Neue Empfehlungen der DGRh:
Rheuma-Therapie vor Operationen nur kurz unterbrechen

 

Berlin (20. Dezember 2021) — Das erhöhte Infektionsrisiko nach chirurgischen Ein-griffen macht bei Patienten mit rheumatischen Erkrankungen eine vorübergehende Anpassung der antientzündlichen Basistherapie erforderlich. Die Medikationspausen können aufgrund neuer Studienergebnisse jedoch verkürzt werden, wobei für die einzelnen Wirkstoffe unterschiedliche Regeln gelten. Die Deutsche Gesellschaft für Rheumatologie e.V. (DGRh) hat ihre Empfehlungen deshalb aktualisiert und dabei neu zugelassene Wirkstoffe berücksichtigt. Die evidenzbasierten Empfehlungen der Fachgesellschaft sind nun in der Zeit-schrift für Rheumatologie (ZfR) publiziert.

Patienten mit entzündlich-rheumatischen Erkrankungen haben ein erhöhtes Risiko für postoperative Komplikationen, insbesondere für Infektionen nach einem Gelenkersatz. Gleichzeitig steigt nach jedem chirurgischen Eingriff die Gefahr eines Krankheitsschubs. „Die Therapiepausen sollten deshalb so kurz wie möglich, aber so lang wie nötig ausfallen“, sagt Professor Dr. med. Klaus Krüger, Leiter des Rheumatologischen Praxiszentrums St. Bonifatius in München. „Dabei ist zu berücksichtigen, dass jeder Patient ein individuelles Risikoprofil hat und jedes krankheitsmodifizierende antirheumatische Medikament oder DMARD aufgrund seiner pharmakologischen Eigenschaften einzeln zu betrachten ist“, fügt der Sprecher der DGRh-Kommission Pharmakotherapie hinzu.

Die DGRh hatte dem 2014 durch evidenzbasierte Empfehlungen bereits Rechnung getragen. Inzwischen sind neue DMARD zugelassen worden, die die Behandlungsmöglichkeiten erweitert haben. Dazu gehören JAK-Inhibitoren und der PDE4-Hemmer Apremilast sowie einige Interleukin-Blocker, die in den neuen Empfehlungen berücksichtigt werden. Hinzugekommen sind auch neue Studienergebnisse, die die Beurteilung der Risiken verbessert haben. „Das Infektionsrisiko ist in den letzten beiden Jahrzehnten deutlich gesunken“, berichtet Professor Krüger. Nach Hüftendoprothesen komme es nur noch halb so häufig zu Komplikationen wie in den 1990er Jahren. Dies könnte auch eine Folge der verbesserten rheumatischen Behandlungen sein, so der Experte, da die Krankheitsaktivität wesentlich zum Infektionsrisiko beiträgt. Von entscheidender Bedeutung sei es deshalb, die Medikation im Vorfeld einer geplanten Operation zu optimieren.

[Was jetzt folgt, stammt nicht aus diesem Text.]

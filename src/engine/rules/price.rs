//! Price presence rules
//!
//! One rule instance per priced tier. A price is an issue when it is falsy
//! without being the number zero: an explicit zero is a deliberate "free"
//! price, while null or absent means nobody ever set one. No auto-fix exists;
//! inventing a price would be worse than flagging it.
//!
//! Only the first three tiers carry a price field. Elite pricing is quoted
//! per client and has no stored price to check.

use serde_json::Value;

use super::{AuditRule, RuleAction};
use crate::model::{price_is_missing, PackageConfig, Tier};

/// Flags a missing price for one tier
pub struct PriceRule {
    id: String,
    name: String,
    tier: Tier,
    field: &'static str,
    accessor: fn(&PackageConfig) -> Option<&Value>,
}

impl PriceRule {
    fn new(
        tier: Tier,
        field: &'static str,
        accessor: fn(&PackageConfig) -> Option<&Value>,
    ) -> Self {
        Self {
            id: format!("price_{}", tier.key()),
            name: format!("{} price presence", tier.display_name()),
            tier,
            field,
            accessor,
        }
    }

    /// Rule instance for the starter-tier price
    pub fn starter() -> Self {
        Self::new(Tier::Starter, "priceStarter", |r| r.price_starter.as_ref())
    }

    /// Rule instance for the growth-tier price
    pub fn growth() -> Self {
        Self::new(Tier::Growth, "priceGrowth", |r| r.price_growth.as_ref())
    }

    /// Rule instance for the premium-tier price
    pub fn premium() -> Self {
        Self::new(Tier::Premium, "pricePremium", |r| r.price_premium.as_ref())
    }
}

impl AuditRule for PriceRule {
    fn id(&self) -> &str {
        &self.id
    }

    fn name(&self) -> &str {
        &self.name
    }

    fn description(&self) -> &str {
        "Flags tiers whose price was never set; explicit zero is valid"
    }

    fn evaluate(&self, record: &PackageConfig) -> Vec<RuleAction> {
        if !price_is_missing((self.accessor)(record)) {
            return vec![];
        }

        vec![RuleAction::Flag {
            description: format!(
                "{}: {} is not set for the {} tier",
                record.label(),
                self.field,
                self.tier.key()
            ),
        }]
    }
}

#[cfg(test)]
mod tests {
    use super::*;
    use serde_json::json;

    #[test]
    fn test_absent_price_is_flagged() {
        let record = PackageConfig::with_id("rec_price");
        let actions = PriceRule::growth().evaluate(&record);

        assert_eq!(actions.len(), 1);
        assert!(!actions[0].is_repair());
        assert!(actions[0].description().contains("priceGrowth"));
    }

    #[test]
    fn test_zero_price_is_valid() {
        let mut record = PackageConfig::with_id("rec_price");
        record.price_growth = Some(json!(0));
        assert!(PriceRule::growth().evaluate(&record).is_empty());
    }

    #[test]
    fn test_each_tier_checks_its_own_field() {
        let mut record = PackageConfig::with_id("rec_price");
        record.price_starter = Some(json!(99));
        record.price_premium = Some(json!(499));

        assert!(PriceRule::starter().evaluate(&record).is_empty());
        assert_eq!(PriceRule::growth().evaluate(&record).len(), 1);
        assert!(PriceRule::premium().evaluate(&record).is_empty());
    }

    mod properties {
        use super::*;
        use proptest::prelude::*;

        proptest! {
            #[test]
            fn any_numeric_price_is_never_flagged(price in proptest::num::f64::NORMAL) {
                let mut record = PackageConfig::with_id("rec_prop");
                record.price_starter = serde_json::Number::from_f64(price).map(Value::Number);
                prop_assume!(record.price_starter.is_some());
                prop_assert!(PriceRule::starter().evaluate(&record).is_empty());
            }
        }
    }
}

Bei Patienten, die auf Glukokortikoide angewiesen sind, sollte die Dosis so weit wie möglich gesenkt werden, rät Dr. med. Katinka Albrecht, Mitglied der DGRh-Kommission Pharmakotherapie. „Wir betrachten eine Dosis von 10 mg Prednisonäquivalent pro Tag als Limit. Je niedriger die Dosis ist, desto besser.“ Neue größere Studien haben laut der kommissarischen Gruppenleitung am Deutschen Rheuma-Forschungszentrum Berlin (DRFZ) bestätigt, dass die Steroiddosis der entscheidende Faktor für das Infektionsrisiko ist.

Die Empfehlungen zu den einzelnen DMARD orientieren sich an der Halbwertzeit der Wirkstoffe oder praktischerweise an den Dosierungsintervallen. „Aufgrund der neuen Studienergebnisse raten wir in Übereinstimmung mit den amerikanischen Empfehlungen zu einer Pause von einem statt bisher zwei Dosierungsintervallen“, sagt Dr. Albrecht. Hier-bei sei jedoch zu beachten, dass bei einigen DMARD die immunologischen Effekte über den Abfall der Wirkstoffspiegel hinaus anhalten. Dies gelte beispielsweise für Rituximab, aber auch für die neuen JAK-Inhibitoren.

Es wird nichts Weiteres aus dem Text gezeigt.